#### Excerpted records

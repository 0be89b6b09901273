use crate::error::ProviderError;
use crate::providers::{
    http_client, invalid_response, parse_json, send, status_error, Availability, LLM_TIMEOUT,
};
use crate::translate::{Provider, TranslationOptions};
use async_trait::async_trait;
use reqwest::Client;
use serde_json::Value;
use std::time::Duration;

const NAME: &str = "GoogleTranslate";
const DEFAULT_BASE_URL: &str = "https://translate.googleapis.com";
const USER_AGENT: &str = "Mozilla/5.0 (Windows NT 10.0; Win64; x64) AppleWebKit/537.36";

/// Google Translate through the unauthenticated `gtx` web client endpoint.
pub struct GoogleTranslateProvider {
    client: Client,
    base_url: String,
    availability: Availability,
}

impl GoogleTranslateProvider {
    pub fn new() -> Self {
        Self {
            client: http_client(LLM_TIMEOUT),
            base_url: DEFAULT_BASE_URL.to_string(),
            availability: Availability::new(),
        }
    }

    pub fn with_base_url(mut self, base_url: impl Into<String>) -> Self {
        self.base_url = base_url.into();
        self
    }

    pub fn with_timeout(mut self, timeout: Duration) -> Self {
        self.client = http_client(timeout);
        self
    }
}

impl Default for GoogleTranslateProvider {
    fn default() -> Self {
        Self::new()
    }
}

/// The response is a nested array; `[0]` holds one `[translated, original, ...]`
/// entry per sentence.
fn extract_translation(response: &Value) -> Option<String> {
    let sentences = response.get(0)?.as_array()?;
    let translated: String = sentences
        .iter()
        .filter_map(|s| s.get(0).and_then(Value::as_str))
        .collect();

    if translated.is_empty() {
        None
    } else {
        Some(translated)
    }
}

#[async_trait]
impl Provider for GoogleTranslateProvider {
    fn name(&self) -> &str {
        NAME
    }

    async fn translate(
        &self,
        text: &str,
        options: &TranslationOptions,
    ) -> Result<String, ProviderError> {
        let request = self
            .client
            .get(format!("{}/translate_a/single", self.base_url))
            .header(reqwest::header::USER_AGENT, USER_AGENT)
            .query(&[
                ("client", "gtx"),
                ("sl", options.source_or("auto")),
                ("tl", options.target_language.as_str()),
                ("dt", "t"),
                ("q", text),
            ]);

        let (status, body) = send(NAME, request).await?;
        if !status.is_success() {
            return Err(status_error(NAME, status, &body, &self.availability));
        }

        let response: Value = parse_json(NAME, &body)?;
        extract_translation(&response).ok_or_else(|| invalid_response(NAME))
    }

    fn is_available(&self) -> bool {
        self.availability.is_available()
    }
}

########

The problem: Output all records exactly, with nothing added or dropped.

Response to this exercise:
repository 0be89b6b09901273
use crate::error::ProviderError;
use crate::providers::{
    http_client, invalid_response, parse_json, send, status_error, Availability, LLM_TIMEOUT,
};
use crate::translate::{Provider, TranslationOptions};
use async_trait::async_trait;
use reqwest::Client;
use serde_json::Value;
use std::time::Duration;

const NAME: &str = "GoogleTranslate";
const DEFAULT_BASE_URL: &str = "https://translate.googleapis.com";
const USER_AGENT: &str = "Mozilla/5.0 (Windows NT 10.0; Win64; x64) AppleWebKit/537.36";

/// Google Translate through the unauthenticated `gtx` web client endpoint.
pub struct GoogleTranslateProvider {
    client: Client,
    base_url: String,
    availability: Availability,
}

impl GoogleTranslateProvider {
    pub fn new() -> Self {
        Self {
            client: http_client(LLM_TIMEOUT),
            base_url: DEFAULT_BASE_URL.to_string(),
            availability: Availability::new(),
        }
    }

    pub fn with_base_url(mut self, base_url: impl Into<String>) -> Self {
        self.base_url = base_url.into();
        self
    }

    pub fn with_timeout(mut self, timeout: Duration) -> Self {
        self.client = http_client(timeout);
        self
    }
}

impl Default for GoogleTranslateProvider {
    fn default() -> Self {
        Self::new()
    }
}

/// The response is a nested array; `[0]` holds one `[translated, original, ...]`
/// entry per sentence.
fn extract_translation(response: &Value) -> Option<String> {
    let sentences = response.get(0)?.as_array()?;
    let translated: String = sentences
        .iter()
        .filter_map(|s| s.get(0).and_then(Value::as_str))
        .collect();

    if translated.is_empty() {
        None
    } else {
        Some(translated)
    }
}

#[async_trait]
impl Provider for GoogleTranslateProvider {
    fn name(&self) -> &str {
        NAME
    }

    async fn translate(
        &self,
        text: &str,
        options: &TranslationOptions,
    ) -> Result<String, ProviderError> {
        let request = self
            .client
            .get(format!("{}/translate_a/single", self.base_url))
            .header(reqwest::header::USER_AGENT, USER_AGENT)
            .query(&[
                ("client", "gtx"),
                ("sl", options.source_or("auto")),
                ("tl", options.target_language.as_str()),
                ("dt", "t"),
                ("q", text),
            ]);

        let (status, body) = send(NAME, request).await?;
        if !status.is_success() {
            return Err(status_error(NAME, status, &body, &self.availability));
        }

        let response: Value = parse_json(NAME, &body)?;
        extract_translation(&response).ok_or_else(|| invalid_response(NAME))
    }

    fn is_available(&self) -> bool {
        self.availability.is_available()
    }
}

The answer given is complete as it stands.